*** Information provided ***

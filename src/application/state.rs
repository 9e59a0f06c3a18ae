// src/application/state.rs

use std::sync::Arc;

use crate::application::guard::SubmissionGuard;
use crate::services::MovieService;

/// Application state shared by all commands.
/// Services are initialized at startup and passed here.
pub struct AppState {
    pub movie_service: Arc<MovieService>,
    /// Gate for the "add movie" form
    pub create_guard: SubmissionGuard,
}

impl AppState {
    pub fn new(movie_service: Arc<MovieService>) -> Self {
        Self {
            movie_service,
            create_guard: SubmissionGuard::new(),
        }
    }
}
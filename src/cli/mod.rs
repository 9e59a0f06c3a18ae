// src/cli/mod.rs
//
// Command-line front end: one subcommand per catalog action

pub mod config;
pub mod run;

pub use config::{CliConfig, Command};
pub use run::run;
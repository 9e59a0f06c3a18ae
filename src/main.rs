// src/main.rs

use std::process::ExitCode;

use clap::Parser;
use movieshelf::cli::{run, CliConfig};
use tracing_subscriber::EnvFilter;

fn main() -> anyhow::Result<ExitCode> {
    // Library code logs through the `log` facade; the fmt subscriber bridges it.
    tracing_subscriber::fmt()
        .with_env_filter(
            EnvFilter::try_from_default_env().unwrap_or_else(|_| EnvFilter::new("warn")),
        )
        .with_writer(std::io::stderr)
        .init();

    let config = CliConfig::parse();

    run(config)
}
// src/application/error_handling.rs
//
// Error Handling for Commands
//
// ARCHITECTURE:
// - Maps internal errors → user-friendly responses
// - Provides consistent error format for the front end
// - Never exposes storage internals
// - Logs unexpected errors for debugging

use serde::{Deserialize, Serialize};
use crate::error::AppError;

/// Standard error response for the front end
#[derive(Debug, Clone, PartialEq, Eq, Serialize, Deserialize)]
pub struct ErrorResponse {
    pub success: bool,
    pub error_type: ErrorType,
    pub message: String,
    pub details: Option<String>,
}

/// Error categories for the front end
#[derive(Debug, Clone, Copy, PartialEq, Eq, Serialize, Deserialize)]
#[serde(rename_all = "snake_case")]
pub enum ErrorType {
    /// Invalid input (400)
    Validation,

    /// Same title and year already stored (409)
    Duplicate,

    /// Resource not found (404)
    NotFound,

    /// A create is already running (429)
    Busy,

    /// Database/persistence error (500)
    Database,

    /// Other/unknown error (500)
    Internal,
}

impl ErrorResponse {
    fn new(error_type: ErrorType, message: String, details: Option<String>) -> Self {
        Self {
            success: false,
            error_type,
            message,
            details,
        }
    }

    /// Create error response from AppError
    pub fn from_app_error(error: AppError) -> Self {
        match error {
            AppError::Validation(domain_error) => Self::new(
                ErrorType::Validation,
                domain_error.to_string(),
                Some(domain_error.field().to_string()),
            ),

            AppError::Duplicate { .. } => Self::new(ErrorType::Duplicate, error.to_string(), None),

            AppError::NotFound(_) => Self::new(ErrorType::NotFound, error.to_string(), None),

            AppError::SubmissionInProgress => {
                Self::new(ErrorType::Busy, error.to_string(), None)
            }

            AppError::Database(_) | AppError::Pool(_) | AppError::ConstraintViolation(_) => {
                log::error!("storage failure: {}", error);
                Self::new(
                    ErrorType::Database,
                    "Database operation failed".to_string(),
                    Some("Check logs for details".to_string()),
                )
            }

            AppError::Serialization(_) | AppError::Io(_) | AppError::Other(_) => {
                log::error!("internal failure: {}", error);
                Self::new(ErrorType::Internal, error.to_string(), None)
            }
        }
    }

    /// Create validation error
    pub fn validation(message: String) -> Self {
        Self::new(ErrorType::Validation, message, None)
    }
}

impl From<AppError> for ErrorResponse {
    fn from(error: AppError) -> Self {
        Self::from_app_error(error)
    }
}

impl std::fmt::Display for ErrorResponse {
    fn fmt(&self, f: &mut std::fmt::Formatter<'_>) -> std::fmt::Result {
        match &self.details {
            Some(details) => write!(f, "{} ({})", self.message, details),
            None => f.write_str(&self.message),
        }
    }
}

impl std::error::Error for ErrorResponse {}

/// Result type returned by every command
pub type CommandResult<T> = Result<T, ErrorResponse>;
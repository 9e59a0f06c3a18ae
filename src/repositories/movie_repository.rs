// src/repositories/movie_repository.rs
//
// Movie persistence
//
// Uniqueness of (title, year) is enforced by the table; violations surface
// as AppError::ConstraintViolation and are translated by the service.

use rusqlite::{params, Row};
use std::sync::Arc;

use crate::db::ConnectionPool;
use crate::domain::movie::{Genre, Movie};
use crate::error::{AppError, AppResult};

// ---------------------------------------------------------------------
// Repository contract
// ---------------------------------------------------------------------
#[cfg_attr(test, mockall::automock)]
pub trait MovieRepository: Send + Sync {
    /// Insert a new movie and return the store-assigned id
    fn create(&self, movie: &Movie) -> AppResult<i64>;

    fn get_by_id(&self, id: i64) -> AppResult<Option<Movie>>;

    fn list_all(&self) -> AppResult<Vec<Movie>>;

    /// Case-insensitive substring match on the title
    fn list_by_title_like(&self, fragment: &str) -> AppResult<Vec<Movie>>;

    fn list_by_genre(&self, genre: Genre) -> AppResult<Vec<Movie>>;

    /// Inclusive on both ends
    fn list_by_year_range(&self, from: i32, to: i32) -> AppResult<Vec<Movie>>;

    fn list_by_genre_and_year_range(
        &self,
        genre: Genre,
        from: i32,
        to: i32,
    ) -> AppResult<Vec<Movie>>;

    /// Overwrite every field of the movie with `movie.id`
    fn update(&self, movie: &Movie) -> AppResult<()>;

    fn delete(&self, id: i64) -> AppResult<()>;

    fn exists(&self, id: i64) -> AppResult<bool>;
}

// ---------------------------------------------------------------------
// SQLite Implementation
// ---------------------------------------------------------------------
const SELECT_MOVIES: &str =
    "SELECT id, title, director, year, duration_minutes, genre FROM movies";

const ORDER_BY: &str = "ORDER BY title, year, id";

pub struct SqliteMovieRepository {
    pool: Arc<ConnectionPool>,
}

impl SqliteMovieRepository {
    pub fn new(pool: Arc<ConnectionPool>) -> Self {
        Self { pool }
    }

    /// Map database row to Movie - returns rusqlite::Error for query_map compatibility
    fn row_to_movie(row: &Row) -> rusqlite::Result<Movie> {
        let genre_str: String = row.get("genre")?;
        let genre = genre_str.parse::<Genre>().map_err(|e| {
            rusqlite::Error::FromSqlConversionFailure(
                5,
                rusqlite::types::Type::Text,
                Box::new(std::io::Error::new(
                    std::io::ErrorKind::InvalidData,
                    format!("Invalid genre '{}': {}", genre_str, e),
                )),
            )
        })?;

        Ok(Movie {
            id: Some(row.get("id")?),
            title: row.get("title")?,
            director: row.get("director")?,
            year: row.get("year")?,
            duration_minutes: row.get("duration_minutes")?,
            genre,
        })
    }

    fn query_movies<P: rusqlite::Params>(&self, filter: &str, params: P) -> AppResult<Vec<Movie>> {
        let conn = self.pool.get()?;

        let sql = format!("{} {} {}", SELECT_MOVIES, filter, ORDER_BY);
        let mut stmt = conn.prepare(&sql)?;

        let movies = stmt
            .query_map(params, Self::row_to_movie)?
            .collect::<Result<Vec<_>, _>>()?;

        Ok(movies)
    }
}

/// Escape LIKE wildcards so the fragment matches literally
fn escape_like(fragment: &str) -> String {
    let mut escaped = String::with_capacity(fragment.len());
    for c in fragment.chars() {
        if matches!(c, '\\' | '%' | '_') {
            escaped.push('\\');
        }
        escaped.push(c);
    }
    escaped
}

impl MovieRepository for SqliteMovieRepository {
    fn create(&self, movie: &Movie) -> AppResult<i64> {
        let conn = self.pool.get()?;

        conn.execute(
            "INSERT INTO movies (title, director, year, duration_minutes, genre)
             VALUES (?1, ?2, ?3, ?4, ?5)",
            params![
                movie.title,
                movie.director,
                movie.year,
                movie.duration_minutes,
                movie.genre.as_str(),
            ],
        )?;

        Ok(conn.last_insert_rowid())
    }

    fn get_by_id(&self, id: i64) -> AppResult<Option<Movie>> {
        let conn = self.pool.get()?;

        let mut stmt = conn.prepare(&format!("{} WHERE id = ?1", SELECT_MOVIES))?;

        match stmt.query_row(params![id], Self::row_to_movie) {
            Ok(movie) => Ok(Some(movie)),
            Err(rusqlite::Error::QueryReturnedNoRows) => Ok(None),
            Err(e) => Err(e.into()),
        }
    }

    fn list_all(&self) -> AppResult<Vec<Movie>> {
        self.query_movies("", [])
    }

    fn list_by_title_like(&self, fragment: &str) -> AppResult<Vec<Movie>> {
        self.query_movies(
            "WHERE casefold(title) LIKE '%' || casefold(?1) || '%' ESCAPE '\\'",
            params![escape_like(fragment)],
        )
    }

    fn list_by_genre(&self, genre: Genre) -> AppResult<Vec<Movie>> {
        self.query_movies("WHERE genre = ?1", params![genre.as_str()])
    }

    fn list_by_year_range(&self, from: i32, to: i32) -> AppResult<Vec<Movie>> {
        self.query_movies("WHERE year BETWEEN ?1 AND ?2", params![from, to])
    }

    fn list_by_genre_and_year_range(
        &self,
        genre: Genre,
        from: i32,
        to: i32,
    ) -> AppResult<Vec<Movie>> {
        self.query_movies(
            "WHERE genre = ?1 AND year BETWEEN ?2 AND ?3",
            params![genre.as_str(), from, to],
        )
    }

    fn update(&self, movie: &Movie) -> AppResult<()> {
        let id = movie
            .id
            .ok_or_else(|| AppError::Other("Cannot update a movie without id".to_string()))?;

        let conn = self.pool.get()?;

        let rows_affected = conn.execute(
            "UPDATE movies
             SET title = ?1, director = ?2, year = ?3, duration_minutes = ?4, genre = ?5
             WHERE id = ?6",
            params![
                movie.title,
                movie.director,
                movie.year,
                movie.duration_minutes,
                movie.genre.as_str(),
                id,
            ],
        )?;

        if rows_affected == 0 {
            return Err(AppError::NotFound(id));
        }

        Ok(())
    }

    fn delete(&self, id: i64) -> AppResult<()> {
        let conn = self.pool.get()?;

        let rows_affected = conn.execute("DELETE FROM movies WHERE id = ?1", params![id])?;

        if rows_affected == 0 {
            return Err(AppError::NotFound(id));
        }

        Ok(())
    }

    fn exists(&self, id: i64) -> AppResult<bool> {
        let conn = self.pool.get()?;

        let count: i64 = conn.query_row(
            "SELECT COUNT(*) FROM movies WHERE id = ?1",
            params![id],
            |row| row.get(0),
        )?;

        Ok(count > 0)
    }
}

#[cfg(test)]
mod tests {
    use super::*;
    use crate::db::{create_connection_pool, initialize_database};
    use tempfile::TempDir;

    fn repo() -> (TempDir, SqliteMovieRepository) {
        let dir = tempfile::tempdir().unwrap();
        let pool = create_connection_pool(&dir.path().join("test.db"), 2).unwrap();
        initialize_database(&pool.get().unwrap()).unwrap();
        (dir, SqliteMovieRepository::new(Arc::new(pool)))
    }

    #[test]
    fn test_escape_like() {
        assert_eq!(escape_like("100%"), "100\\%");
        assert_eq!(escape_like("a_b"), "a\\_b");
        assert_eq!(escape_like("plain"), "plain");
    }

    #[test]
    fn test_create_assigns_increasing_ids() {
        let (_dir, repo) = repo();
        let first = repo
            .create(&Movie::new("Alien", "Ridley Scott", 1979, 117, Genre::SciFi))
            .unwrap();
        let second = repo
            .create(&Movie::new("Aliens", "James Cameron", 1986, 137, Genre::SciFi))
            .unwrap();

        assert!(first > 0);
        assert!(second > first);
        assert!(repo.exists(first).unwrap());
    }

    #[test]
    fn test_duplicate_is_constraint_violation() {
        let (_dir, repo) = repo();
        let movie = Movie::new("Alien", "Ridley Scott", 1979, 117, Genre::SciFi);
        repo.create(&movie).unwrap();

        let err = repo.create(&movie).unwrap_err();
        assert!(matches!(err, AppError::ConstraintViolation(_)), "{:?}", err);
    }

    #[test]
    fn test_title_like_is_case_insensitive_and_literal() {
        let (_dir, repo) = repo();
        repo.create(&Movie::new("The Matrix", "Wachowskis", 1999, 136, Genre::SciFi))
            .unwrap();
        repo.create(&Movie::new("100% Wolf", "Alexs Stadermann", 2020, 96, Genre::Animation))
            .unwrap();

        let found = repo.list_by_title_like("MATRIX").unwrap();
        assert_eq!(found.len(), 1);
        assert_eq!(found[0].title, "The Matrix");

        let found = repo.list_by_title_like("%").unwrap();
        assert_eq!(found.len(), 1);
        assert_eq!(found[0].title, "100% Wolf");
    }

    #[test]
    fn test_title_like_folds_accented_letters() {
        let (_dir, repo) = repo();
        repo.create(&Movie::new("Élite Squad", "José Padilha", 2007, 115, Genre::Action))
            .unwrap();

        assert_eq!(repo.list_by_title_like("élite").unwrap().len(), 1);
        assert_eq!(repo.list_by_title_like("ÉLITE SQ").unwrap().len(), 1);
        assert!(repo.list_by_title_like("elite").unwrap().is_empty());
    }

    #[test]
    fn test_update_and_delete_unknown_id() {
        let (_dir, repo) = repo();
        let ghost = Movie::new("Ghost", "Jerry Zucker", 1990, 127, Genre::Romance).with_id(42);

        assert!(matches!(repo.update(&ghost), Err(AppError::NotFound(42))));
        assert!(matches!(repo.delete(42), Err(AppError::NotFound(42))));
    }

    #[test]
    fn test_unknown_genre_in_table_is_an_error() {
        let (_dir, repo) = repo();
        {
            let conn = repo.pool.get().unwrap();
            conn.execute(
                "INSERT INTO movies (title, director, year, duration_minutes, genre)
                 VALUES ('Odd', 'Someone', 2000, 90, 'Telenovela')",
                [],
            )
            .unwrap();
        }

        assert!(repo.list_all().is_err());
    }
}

***

### What is being asked
In the listing above, which lines include the string "Serialize"? Return every one of them.

### Output of the exercise
use serde::{Deserialize, Serialize};
#[derive(Debug, Clone, PartialEq, Eq, Serialize, Deserialize)]
#[derive(Debug, Clone, Copy, PartialEq, Eq, Serialize, Deserialize)]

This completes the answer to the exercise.